Aim of the exercise: Where the string "PageContext" appears in a line of the data, show that line.

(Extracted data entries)
- - - - - - -
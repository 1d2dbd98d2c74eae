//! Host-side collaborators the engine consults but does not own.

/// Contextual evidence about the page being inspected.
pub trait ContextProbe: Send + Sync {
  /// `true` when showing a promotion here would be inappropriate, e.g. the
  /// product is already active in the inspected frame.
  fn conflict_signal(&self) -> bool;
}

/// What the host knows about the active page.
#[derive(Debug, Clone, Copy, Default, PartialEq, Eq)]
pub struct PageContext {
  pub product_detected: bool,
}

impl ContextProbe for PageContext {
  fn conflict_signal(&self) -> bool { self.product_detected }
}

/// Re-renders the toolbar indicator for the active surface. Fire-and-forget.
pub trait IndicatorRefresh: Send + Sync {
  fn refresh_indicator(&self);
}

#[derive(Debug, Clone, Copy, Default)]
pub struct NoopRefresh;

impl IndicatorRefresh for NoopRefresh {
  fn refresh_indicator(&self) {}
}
- - - - - - -
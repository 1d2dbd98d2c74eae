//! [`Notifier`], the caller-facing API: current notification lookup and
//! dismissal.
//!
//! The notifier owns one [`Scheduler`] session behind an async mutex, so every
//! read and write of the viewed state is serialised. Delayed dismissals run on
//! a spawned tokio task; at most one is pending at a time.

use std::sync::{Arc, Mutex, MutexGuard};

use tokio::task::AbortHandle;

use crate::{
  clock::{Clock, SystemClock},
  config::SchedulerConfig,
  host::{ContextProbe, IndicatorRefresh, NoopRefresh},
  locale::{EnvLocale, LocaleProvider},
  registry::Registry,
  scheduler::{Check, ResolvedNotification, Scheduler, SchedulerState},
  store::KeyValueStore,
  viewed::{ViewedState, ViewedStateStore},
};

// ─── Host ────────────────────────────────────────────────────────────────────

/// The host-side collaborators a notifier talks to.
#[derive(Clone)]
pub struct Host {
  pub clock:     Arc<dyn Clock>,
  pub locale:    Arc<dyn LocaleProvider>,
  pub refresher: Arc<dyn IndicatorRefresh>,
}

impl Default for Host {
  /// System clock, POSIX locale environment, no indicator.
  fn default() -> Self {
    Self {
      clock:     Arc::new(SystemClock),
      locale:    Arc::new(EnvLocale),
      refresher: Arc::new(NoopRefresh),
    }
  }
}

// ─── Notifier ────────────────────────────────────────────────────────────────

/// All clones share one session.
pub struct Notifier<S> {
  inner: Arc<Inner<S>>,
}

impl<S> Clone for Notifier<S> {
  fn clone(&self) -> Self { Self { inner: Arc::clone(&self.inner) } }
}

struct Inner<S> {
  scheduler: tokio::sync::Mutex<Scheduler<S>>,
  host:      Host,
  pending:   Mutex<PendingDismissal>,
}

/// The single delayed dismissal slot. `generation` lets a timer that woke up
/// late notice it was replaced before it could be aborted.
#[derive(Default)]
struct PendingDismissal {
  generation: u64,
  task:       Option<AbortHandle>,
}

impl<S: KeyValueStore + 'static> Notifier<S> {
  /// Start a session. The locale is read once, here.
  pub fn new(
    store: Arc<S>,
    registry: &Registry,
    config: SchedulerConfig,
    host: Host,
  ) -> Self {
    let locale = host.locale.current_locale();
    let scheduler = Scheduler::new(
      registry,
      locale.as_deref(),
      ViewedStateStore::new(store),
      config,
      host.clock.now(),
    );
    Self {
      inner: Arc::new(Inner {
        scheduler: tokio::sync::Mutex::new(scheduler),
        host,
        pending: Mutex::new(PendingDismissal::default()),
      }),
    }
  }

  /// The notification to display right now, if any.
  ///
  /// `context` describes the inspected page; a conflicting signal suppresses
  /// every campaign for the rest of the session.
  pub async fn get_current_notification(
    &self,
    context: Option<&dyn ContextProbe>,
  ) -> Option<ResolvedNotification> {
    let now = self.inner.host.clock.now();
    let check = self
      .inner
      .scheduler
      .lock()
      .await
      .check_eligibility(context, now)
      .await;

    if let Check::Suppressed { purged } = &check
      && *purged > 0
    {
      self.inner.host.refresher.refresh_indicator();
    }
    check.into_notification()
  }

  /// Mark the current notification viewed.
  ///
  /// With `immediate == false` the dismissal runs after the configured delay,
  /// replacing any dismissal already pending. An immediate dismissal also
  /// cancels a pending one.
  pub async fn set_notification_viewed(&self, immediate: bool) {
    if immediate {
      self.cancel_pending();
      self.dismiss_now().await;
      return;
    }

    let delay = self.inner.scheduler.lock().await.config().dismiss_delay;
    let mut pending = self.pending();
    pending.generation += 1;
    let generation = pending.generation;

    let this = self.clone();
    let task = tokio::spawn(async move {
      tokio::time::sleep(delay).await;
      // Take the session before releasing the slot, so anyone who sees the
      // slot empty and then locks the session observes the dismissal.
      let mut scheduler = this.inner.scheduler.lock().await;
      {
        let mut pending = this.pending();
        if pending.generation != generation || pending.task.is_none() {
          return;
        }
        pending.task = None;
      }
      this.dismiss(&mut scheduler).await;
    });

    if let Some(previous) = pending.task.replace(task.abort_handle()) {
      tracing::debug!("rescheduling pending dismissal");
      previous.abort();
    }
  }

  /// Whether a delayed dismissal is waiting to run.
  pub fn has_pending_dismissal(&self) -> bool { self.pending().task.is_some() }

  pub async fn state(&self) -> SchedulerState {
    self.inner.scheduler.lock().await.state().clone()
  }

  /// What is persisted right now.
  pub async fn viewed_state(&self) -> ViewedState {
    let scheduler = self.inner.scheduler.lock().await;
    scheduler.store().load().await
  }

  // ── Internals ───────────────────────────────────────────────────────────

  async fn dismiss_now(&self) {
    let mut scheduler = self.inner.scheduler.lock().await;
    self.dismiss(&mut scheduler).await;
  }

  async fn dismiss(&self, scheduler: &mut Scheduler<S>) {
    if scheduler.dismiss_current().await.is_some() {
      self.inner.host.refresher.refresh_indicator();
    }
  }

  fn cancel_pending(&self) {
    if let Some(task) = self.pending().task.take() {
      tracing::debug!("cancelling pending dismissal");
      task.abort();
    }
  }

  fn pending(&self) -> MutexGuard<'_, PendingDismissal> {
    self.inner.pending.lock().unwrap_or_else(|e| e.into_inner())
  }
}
- - - - - - -
Solution:
pub struct PageContext {
impl ContextProbe for PageContext {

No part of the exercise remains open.